Linux users have been often made
hostages of their distributions and packagers. In theory, the package
repositories of each distribution (equivalent to an app store) are
made for easy discovery and install of all the software available for
Linux, but this is not true in practice. Software integration from
different unrelated sources is also the job of the Linux
distributions, which they miserably fail as well. I mean that when
saying hostages, because the packagers sometimes act as if they want
to force their users to follow their own personal preferences, like
the gurus of a sect: Jack is the chosen one!!! PulseAudio is evil!!!
More about that later. Let's listen an
enlightening Linus Torvalds first:
OK Linus. I've released this time an
AppImage package for 64-bit Linux. OTOH, I'm still using Subversion
and not planning to migrate the source repository to Git anytime
soon.
What I think it would be a good
VMPK distribution? Well, first of all, the latest version should be
available for install, optionally with some former versions available
to choose if the users needs to compare something (like a bug
resolved or introduced in the latest version). Second: main functions
should be immediately available: the user must be able to simply get
sound at once. For Linux, ALSA sequencer inputs and outputs must also
be available without any other extra configuration. About network
I/O: the Mac OSX and Windows operating systems automatically activate firewalls blocking this function but, as soon as VMPK
starts the first time, the OS asks the user for permission to open
the firewall for this software. Linux distributions that include an
active firewall should listen and learn something here.

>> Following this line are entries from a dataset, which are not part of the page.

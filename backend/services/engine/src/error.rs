use rust_decimal::Decimal;
use thiserror::Error;

use crate::types::session_types::Side;

/// Error taxonomy for every engine operation. Validation and state
/// conflicts are caller mistakes; cap rejections carry the remaining
/// headroom so the caller can offer a corrected amount; storage errors
/// mean the mutation did not happen.
#[derive(Debug, Clone, PartialEq, Error)]
pub enum EngineError {
    #[error("{0}")]
    Validation(String),

    #[error("{0}")]
    NotFound(String),

    #[error("{0}")]
    StateConflict(String),

    #[error("bet exceeds per-user cap, {remaining} remaining")]
    UserCapExceeded { remaining: Decimal },

    #[error("bet exceeds {side} pool cap, {remaining} remaining")]
    SideCapExceeded { side: Side, remaining: Decimal },

    #[error("insufficient balance, {balance} available")]
    InsufficientBalance { balance: Decimal },

    #[error("storage error: {0}")]
    Storage(String),
}

impl EngineError {
    pub fn status_code(&self) -> u16 {
        match self {
            EngineError::Validation(_) => 400,
            EngineError::InsufficientBalance { .. } => 402,
            EngineError::NotFound(_) => 404,
            EngineError::StateConflict(_) => 409,
            EngineError::UserCapExceeded { .. } | EngineError::SideCapExceeded { .. } => 422,
            EngineError::Storage(_) => 500,
        }
    }

    /// Headroom still available when a cap rejected the bet.
    pub fn remaining(&self) -> Option<Decimal> {
        match self {
            EngineError::UserCapExceeded { remaining }
            | EngineError::SideCapExceeded { remaining, .. } => Some(*remaining),
            _ => None,
        }
    }
}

The latest VMPK release includes
lightweight soft synths for Linux and Mac OSX, which were available
as a Drumstick-RT library back-ends for some time. The Linux soft
synth is Sonivox EAS, borrowed from Android OSP and ported to Linux +
PulseAudio, which was already mentioned in another post.
It is the default output chosen by VMPK
upon install, so you need to use PulseAudio if you want to try VMPK.
Why the PulseAudio choice? Because it is the default Linux sound
server in most distributions: Ubuntu, Fedora (Red Hat), OpenSUSE,
etc. I know that there has been a lot of criticism among the Linux
audio community about PA, but honestly: I can't care less about
arguments that sound like fanaticism. Someone told me that: “many
people in linux-audio avoid PA like the plague.” Well, I'm sure
you know that many computer users avoid Linux like a plague, but I
don't let a handful of haters to influence my decision of keeping
VMPK available for Linux users. And at the end of the day, this is my
personal project and I am who decide the road-map. This is also free
software. If you don't like something or have good ideas to get it
better, you may contribute with code or make your own fork.